Final day VCT chaos

Pinder, Fry & Benjamin forced to pull VCT after lead investor pulled out of its institutional fund.

Pinder, Fry & Benjamin spent the last day of the tax year telling the 200 investors in its Venture Technologies Academic Research Partners VCT they would have to put their cash elsewhere.

According to Charles Fry, director at Pinder, Fry & Benjamin, investors were offered an alternative Pinder VCT. However, many chose to move their money to other companies.

The Pinder board pulled its VCT after the lead investor into Venture Technologies University Partners, Pinder’s institutional fund, withdrew its subscription earlier in the week.

“We were raising an institutional fund of up to £50m alongside the VCT,” said Fry. “On Tuesday, the lead investor, which was to put in £10m, rang up and said that in view of market conditions, which were pretty awful, they would not proceed with the investment.” Fry would not name the investor concerned.

Because the VCT was to invest alongside the now non-existent institutional fund, the Pinder board sensationally decided to pull it as well, even though it had reached £2m, double its minimum subscription.

“The institutional fund had a good panel working with the universities,” said Fry. “As the institutional fund had been pulled, we felt the whole investment philosophy of the VCT would also be lost.”

Fry said the decision had been made from a shareholder’s perspective. “When we write a prospectus, we envisage a certain set of circumstances,” he said. “They changed, and we felt the investors were not getting the deal they signed up for.”

However, had investors shown more interest in the VCT, which was supposed to close at about £30m, it would have launched in spite of the institutional fund’s demise. “If the VCT had raised £10m or £20m, it could have gone ahead,” said Fry. “As it was, we would have been investing £2m across four university research departments. ”

The timing of the withdrawal – on the last day of the tax year – seems incredibly bad, as investors had only a few hours to secure their capital gains and income tax relief in an alternative investment vehicule.

But according to Fry, the situation was not as bad as it looked. “In a VCT, you can go back a year to protect your capital gains.

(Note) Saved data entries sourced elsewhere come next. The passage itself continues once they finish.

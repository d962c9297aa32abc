//! Rendering of selection trees to plain strings.
//!
//! Each visible node becomes one row: indentation proportional to depth, an
//! expand/collapse control for branches (a same-width spacer for leaves, so
//! checkbox columns line up across depths), the checkbox, and the label.

use unicode_width::{UnicodeWidthChar, UnicodeWidthStr};

use crate::tree::{ExpansionState, SelectionSet, TreeNode};

use super::theme::Glyphs;

/// A tree node as it appears on screen
#[derive(Debug, Clone, PartialEq, Eq)]
pub struct VisibleRow {
    pub id: String,
    pub label: String,
    /// Depth level (0 = root)
    pub depth: usize,
    pub has_children: bool,
    pub expanded: bool,
    pub checked: bool,
    pub descendant_count: usize,
}

/// Flatten the visible part of the tree in preorder.
///
/// Children of collapsed branches are skipped.
pub fn visible_rows(
    roots: &[TreeNode],
    selection: &SelectionSet,
    expansion: &ExpansionState,
) -> Vec<VisibleRow> {
    let mut rows = Vec::new();
    push_rows(roots, 0, selection, expansion, &mut rows);
    rows
}

fn push_rows(
    nodes: &[TreeNode],
    depth: usize,
    selection: &SelectionSet,
    expansion: &ExpansionState,
    rows: &mut Vec<VisibleRow>,
) {
    for node in nodes {
        let expanded = expansion.is_expanded(node);
        rows.push(VisibleRow {
            id: node.id.clone(),
            label: node.label.clone(),
            depth,
            has_children: !node.is_leaf(),
            expanded,
            checked: selection.contains(&node.id),
            descendant_count: node.descendant_count(),
        });
        if expanded {
            push_rows(&node.children, depth + 1, selection, expansion, rows);
        }
    }
}

/// Render a single row, without the cursor column
pub fn render_row(row: &VisibleRow, glyphs: &Glyphs, show_counts: bool) -> String {
    let indent = "  ".repeat(row.depth);

    let control = if !row.has_children {
        glyphs.spacer
    } else if row.expanded {
        glyphs.expanded
    } else {
        glyphs.collapsed
    };

    let count_suffix = if row.has_children && show_counts {
        format!(" ({})", items(row.descendant_count))
    } else {
        String::new()
    };

    format!(
        "{}{} {} {}{}",
        indent,
        control,
        glyphs.checkbox(row.checked),
        row.label,
        count_suffix
    )
}

/// Render every visible row of the tree, one per line
pub fn render_tree(
    roots: &[TreeNode],
    selection: &SelectionSet,
    expansion: &ExpansionState,
    glyphs: &Glyphs,
    show_counts: bool,
) -> String {
    let mut out = String::new();
    for row in visible_rows(roots, selection, expansion) {
        out.push_str(&render_row(&row, glyphs, show_counts));
        out.push('\n');
    }
    out
}

/// Render the status bar showing selection counts
pub fn render_status_bar(selected: usize, total: usize, glyphs: &Glyphs) -> String {
    format!(
        "Selected: {}/{}\n\n{} = checked    {} = not checked",
        selected,
        items(total),
        glyphs.checked,
        glyphs.unchecked
    )
}

/// Render the help bar showing keyboard shortcuts
pub fn render_help_bar() -> String {
    String::from(
        "[a] All    [n] None    [i] Invert    [e] Expand all    [c] Collapse all\n\
         [Enter] Confirm    [q] Quit    (↑↓ navigate, Space toggle, →← expand/collapse)",
    )
}

/// Cut `line` to at most `width` display columns, marking the cut with `…`
pub fn truncate_to_width(line: &str, width: usize) -> String {
    if line.width() <= width {
        return line.to_string();
    }
    if width == 0 {
        return String::new();
    }

    let mut out = String::new();
    let mut used = 0;
    for ch in line.chars() {
        let w = ch.width().unwrap_or(0);
        if used + w > width - 1 {
            break;
        }
        out.push(ch);
        used += w;
    }
    out.push('…');
    out
}

fn items(n: usize) -> String {
    if n == 1 {
        "1 item".to_string()
    } else {
        format!("{} items", n)
    }
}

So us pulling the VCT doesn’t really make a difference unless you made your capital gains on April 5 last year,” he said. “As far as the 20 per cent income tax relief is concerned, investors will be able to claim it back this year instead of last.”

Pinder's VCT is the latest to fall victim to a lack of interest in retail products. Harvest and Seymour Pierce also recently pulled their VCT funds.